Records provided>
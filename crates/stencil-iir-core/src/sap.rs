//! Statement/accesses pairs and the side table that binds them to a tree.

use crate::accesses::{AccessMap, Accesses};
use crate::ast::{stmt_to_string, Ast, StmtId, StmtKind};
use crate::extent::Extents;
use crate::ids::AccessId;
use crate::metadata::AccessNameResolver;
use rustc_hash::FxHashMap;
use serde_json::{json, Map, Value};

/// Side table of a do-method: one pair per statement reachable from the
/// root, keyed by statement ID.
pub type SapMap = FxHashMap<StmtId, StatementAccessesPair>;

/// Accesses of a statement that is not part of any tree.
#[derive(Debug, Clone, Default, PartialEq, Eq)]
pub struct DetachedAccesses {
    pub caller: Accesses,
    pub callee: Option<Accesses>,
}

impl DetachedAccesses {
    pub fn new(caller: Accesses) -> Self {
        DetachedAccesses {
            caller,
            callee: None,
        }
    }
}

/// A statement together with the accesses computed for it.
///
/// Statements inside an inlined stencil-function body carry two views: the
/// caller accesses (call-site offset folded in) and the callee accesses
/// (offset-free). All other statements only have caller accesses.
#[derive(Debug, Clone, PartialEq, Eq)]
pub struct StatementAccessesPair {
    statement: StmtId,
    caller_accesses: Accesses,
    callee_accesses: Option<Accesses>,
}

impl StatementAccessesPair {
    /// Pair with empty accesses, as created when a statement enters a tree.
    pub fn new(statement: StmtId) -> Self {
        StatementAccessesPair {
            statement,
            caller_accesses: Accesses::new(),
            callee_accesses: None,
        }
    }

    pub fn with_accesses(statement: StmtId, accesses: Accesses) -> Self {
        StatementAccessesPair {
            statement,
            caller_accesses: accesses,
            callee_accesses: None,
        }
    }

    /// Binds detached accesses to a statement of a tree.
    pub fn bind(statement: StmtId, accesses: DetachedAccesses) -> Self {
        StatementAccessesPair {
            statement,
            caller_accesses: accesses.caller,
            callee_accesses: accesses.callee,
        }
    }

    /// Releases the accesses from the statement binding.
    pub fn detach(self) -> DetachedAccesses {
        DetachedAccesses {
            caller: self.caller_accesses,
            callee: self.callee_accesses,
        }
    }

    pub fn statement(&self) -> StmtId {
        self.statement
    }

    pub(crate) fn set_statement(&mut self, statement: StmtId) {
        self.statement = statement;
    }

    /// Alias for [`caller_accesses`](Self::caller_accesses).
    pub fn accesses(&self) -> &Accesses {
        &self.caller_accesses
    }

    pub fn caller_accesses(&self) -> &Accesses {
        &self.caller_accesses
    }

    pub fn caller_accesses_mut(&mut self) -> &mut Accesses {
        &mut self.caller_accesses
    }

    pub fn set_caller_accesses(&mut self, accesses: Accesses) {
        self.caller_accesses = accesses;
    }

    pub fn callee_accesses(&self) -> Option<&Accesses> {
        self.callee_accesses.as_ref()
    }

    pub fn set_callee_accesses(&mut self, accesses: Accesses) {
        self.callee_accesses = Some(accesses);
    }

    pub fn has_callee_accesses(&self) -> bool {
        self.callee_accesses.is_some()
    }

    /// Statements one level below this one: block children, the condition,
    /// then and else branches of an if, or the body of a stencil-function
    /// call.
    pub fn block_statements(&self, ast: &Ast) -> Vec<StmtId> {
        ast.children(self.statement)
    }

    pub fn has_block_statements(&self, ast: &Ast) -> bool {
        match ast.kind(self.statement) {
            StmtKind::Block(stmts) => !stmts.is_empty(),
            StmtKind::If { .. } | StmtKind::StencilFunCall { .. } => true,
            StmtKind::Expr(_) | StmtKind::VarDecl(_) | StmtKind::StencilCall { .. } => false,
        }
    }

    /// Pairs of [`block_statements`](Self::block_statements), looked up in
    /// the side table. Statements without an entry are skipped.
    pub fn block_statement_accesses_pairs<'a>(
        &self,
        ast: &Ast,
        saps: &'a SapMap,
    ) -> Vec<&'a StatementAccessesPair> {
        self.block_statements(ast)
            .into_iter()
            .filter_map(|stmt| saps.get(&stmt))
            .collect()
    }

    /// Envelope of every read and write extent of `id` in this statement and
    /// in its nested statements. `None` if `id` is never accessed.
    pub fn compute_maximum_extents(
        &self,
        id: AccessId,
        ast: &Ast,
        saps: &SapMap,
    ) -> Option<Extents> {
        let mut extents = self.caller_accesses.access_extents(id);
        for child in self.block_statement_accesses_pairs(ast, saps) {
            if let Some(nested) = child.compute_maximum_extents(id, ast, saps) {
                extents = Some(match extents {
                    Some(current) => current.merged(&nested),
                    None => nested,
                });
            }
        }
        extents
    }

    /// Structured dump: rendered statement and its accesses by name.
    pub fn to_json(&self, ast: &Ast, names: &dyn AccessNameResolver, with_accesses: bool) -> Value {
        let mut node = Map::new();
        node.insert(
            "stmt".to_string(),
            Value::String(stmt_to_string(ast, self.statement).trim_end().to_string()),
        );
        if with_accesses {
            node.insert(
                "accesses".to_string(),
                accesses_to_json(&self.caller_accesses, names),
            );
            if let Some(callee) = &self.callee_accesses {
                node.insert("callee_accesses".to_string(), accesses_to_json(callee, names));
            }
        }
        Value::Object(node)
    }
}

fn accesses_to_json(accesses: &Accesses, names: &dyn AccessNameResolver) -> Value {
    json!({
        "reads": access_map_to_json(accesses.read_accesses(), names),
        "writes": access_map_to_json(accesses.write_accesses(), names),
    })
}

fn access_map_to_json(map: &AccessMap, names: &dyn AccessNameResolver) -> Value {
    let mut out = Map::new();
    for (id, extents) in map {
        let key = names
            .access_name(*id)
            .map(str::to_string)
            .unwrap_or_else(|| id.to_string());
        out.insert(key, Value::String(extents.to_string()));
    }
    Value::Object(out)
}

Activity> Which of the lines above hold the string "PartialEq"? Copy each one.

Solved exercise>
#[derive(Debug, Clone, Default, PartialEq, Eq)]
#[derive(Debug, Clone, PartialEq, Eq)]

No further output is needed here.